(Dataset entries)
----

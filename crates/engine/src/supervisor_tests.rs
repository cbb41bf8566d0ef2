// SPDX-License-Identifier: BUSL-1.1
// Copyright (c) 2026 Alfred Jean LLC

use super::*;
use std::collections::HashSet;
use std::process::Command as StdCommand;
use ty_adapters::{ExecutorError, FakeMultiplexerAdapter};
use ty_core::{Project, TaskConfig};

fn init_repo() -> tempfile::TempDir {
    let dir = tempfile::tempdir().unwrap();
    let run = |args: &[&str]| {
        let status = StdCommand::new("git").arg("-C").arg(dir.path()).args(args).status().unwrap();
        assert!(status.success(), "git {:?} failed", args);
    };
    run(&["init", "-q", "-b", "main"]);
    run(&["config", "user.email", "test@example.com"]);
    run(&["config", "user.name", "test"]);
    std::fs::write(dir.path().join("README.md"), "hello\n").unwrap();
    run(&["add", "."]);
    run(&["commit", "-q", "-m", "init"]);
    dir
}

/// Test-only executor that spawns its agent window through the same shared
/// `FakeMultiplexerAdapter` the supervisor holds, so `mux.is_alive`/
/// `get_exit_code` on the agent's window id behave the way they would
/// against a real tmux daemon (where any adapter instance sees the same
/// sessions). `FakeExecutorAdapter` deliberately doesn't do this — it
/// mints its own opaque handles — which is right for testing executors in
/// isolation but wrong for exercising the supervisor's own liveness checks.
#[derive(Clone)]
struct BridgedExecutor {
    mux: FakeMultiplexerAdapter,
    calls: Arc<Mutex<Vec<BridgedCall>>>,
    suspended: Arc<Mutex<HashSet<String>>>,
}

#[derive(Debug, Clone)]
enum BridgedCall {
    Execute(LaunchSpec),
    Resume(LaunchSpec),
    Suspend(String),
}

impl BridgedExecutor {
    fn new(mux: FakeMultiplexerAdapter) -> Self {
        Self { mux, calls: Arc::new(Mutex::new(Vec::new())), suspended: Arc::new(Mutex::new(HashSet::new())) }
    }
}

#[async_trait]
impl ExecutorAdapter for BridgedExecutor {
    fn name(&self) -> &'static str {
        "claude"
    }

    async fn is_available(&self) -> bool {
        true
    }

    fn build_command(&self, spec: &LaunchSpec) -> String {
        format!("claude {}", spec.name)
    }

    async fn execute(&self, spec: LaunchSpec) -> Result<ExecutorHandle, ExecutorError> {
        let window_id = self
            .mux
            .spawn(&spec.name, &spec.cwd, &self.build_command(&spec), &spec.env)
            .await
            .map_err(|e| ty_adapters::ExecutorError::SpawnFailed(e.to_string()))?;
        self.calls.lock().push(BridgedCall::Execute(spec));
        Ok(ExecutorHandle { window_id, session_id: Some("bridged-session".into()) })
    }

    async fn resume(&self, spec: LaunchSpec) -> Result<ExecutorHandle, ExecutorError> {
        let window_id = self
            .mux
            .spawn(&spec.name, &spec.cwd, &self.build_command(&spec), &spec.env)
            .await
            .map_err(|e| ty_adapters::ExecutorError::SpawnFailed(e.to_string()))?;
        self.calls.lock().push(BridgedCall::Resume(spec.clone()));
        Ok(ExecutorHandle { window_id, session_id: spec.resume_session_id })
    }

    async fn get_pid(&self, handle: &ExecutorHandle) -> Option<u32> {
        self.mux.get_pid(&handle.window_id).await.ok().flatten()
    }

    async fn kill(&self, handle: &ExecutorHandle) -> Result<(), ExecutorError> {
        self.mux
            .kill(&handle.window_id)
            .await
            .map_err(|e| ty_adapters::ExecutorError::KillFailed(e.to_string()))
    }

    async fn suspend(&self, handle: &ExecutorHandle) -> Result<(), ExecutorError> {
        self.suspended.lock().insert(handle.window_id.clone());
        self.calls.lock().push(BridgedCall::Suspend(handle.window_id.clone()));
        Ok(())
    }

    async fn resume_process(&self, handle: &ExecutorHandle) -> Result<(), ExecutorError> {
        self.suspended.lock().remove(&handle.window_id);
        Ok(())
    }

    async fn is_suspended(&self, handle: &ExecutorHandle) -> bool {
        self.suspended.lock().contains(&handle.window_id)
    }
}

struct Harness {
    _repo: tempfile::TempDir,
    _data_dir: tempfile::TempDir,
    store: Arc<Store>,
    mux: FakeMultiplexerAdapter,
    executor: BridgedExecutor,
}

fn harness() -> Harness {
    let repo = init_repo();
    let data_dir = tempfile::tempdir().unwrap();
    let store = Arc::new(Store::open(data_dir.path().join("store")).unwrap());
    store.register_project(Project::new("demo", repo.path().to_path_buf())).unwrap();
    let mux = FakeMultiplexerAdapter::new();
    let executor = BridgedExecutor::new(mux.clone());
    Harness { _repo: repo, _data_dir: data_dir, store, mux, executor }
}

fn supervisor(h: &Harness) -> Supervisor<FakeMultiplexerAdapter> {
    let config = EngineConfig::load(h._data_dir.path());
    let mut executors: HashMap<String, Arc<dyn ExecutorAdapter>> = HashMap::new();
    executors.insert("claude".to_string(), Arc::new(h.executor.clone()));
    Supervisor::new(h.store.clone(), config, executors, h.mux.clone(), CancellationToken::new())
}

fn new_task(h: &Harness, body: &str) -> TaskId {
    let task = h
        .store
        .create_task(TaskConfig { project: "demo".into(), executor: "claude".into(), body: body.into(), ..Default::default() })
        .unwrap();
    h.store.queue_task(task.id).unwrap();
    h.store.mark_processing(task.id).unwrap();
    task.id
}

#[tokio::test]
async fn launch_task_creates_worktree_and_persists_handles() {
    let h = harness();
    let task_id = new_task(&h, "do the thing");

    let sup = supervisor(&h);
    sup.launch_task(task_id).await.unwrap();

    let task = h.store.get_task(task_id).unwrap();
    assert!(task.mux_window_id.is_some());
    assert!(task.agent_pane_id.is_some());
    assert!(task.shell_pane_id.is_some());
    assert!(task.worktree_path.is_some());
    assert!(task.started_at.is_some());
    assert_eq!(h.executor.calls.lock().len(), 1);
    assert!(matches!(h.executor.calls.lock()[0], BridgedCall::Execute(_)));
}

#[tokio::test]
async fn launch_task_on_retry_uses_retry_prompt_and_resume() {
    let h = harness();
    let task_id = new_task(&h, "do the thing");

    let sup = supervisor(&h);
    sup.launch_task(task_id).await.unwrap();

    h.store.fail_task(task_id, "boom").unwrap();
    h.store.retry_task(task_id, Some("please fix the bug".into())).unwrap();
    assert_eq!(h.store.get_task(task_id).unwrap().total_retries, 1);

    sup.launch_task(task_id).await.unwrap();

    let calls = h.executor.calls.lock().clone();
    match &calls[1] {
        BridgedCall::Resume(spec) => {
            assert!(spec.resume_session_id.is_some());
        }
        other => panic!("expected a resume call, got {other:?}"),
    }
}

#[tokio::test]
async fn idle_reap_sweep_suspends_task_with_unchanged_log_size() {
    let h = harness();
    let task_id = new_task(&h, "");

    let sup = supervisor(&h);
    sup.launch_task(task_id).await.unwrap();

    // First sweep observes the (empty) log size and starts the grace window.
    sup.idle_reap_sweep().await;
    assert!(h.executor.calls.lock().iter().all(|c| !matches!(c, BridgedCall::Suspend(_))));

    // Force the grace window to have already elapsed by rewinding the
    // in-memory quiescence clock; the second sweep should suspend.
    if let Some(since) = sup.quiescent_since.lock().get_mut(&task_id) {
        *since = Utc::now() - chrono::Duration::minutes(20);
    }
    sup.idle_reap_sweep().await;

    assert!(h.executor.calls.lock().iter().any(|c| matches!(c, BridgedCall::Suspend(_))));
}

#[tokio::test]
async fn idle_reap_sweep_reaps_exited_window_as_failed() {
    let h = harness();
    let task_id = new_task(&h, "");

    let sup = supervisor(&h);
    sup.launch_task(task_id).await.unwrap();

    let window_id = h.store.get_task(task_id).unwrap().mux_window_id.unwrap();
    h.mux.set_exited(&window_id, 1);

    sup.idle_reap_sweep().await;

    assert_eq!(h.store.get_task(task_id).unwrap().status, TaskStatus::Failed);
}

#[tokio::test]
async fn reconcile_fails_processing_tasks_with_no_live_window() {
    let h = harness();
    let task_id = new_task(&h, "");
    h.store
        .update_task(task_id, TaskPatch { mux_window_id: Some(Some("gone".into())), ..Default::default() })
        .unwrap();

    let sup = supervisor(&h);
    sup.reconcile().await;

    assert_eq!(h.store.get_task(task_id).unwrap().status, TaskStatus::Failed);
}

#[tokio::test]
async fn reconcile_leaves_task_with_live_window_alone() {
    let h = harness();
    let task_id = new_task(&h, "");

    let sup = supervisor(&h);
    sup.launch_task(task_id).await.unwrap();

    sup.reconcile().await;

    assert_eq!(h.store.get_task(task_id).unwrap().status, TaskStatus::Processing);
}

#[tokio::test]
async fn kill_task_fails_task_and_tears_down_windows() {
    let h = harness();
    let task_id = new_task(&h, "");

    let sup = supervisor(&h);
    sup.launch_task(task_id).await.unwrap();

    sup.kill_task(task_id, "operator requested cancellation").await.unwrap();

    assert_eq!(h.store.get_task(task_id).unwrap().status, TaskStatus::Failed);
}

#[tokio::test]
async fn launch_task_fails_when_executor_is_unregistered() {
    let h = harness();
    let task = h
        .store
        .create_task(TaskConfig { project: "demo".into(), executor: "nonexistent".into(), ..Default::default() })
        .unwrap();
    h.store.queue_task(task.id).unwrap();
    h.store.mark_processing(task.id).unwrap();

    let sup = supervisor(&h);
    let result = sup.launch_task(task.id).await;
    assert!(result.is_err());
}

----

**What is required**
Give back exactly the lines from the beginning of the records through the line containing "do this — it", and only those.

**Your solution**
filename crates/engine/src/supervisor_tests.rs
repository cbb41bf8566d0ef2
// SPDX-License-Identifier: BUSL-1.1
// Copyright (c) 2026 Alfred Jean LLC

use super::*;
use std::collections::HashSet;
use std::process::Command as StdCommand;
use ty_adapters::{ExecutorError, FakeMultiplexerAdapter};
use ty_core::{Project, TaskConfig};

fn init_repo() -> tempfile::TempDir {
    let dir = tempfile::tempdir().unwrap();
    let run = |args: &[&str]| {
        let status = StdCommand::new("git").arg("-C").arg(dir.path()).args(args).status().unwrap();
        assert!(status.success(), "git {:?} failed", args);
    };
    run(&["init", "-q", "-b", "main"]);
    run(&["config", "user.email", "test@example.com"]);
    run(&["config", "user.name", "test"]);
    std::fs::write(dir.path().join("README.md"), "hello\n").unwrap();
    run(&["add", "."]);
    run(&["commit", "-q", "-m", "init"]);
    dir
}

/// Test-only executor that spawns its agent window through the same shared
/// `FakeMultiplexerAdapter` the supervisor holds, so `mux.is_alive`/
/// `get_exit_code` on the agent's window id behave the way they would
/// against a real tmux daemon (where any adapter instance sees the same
/// sessions). `FakeExecutorAdapter` deliberately doesn't do this — it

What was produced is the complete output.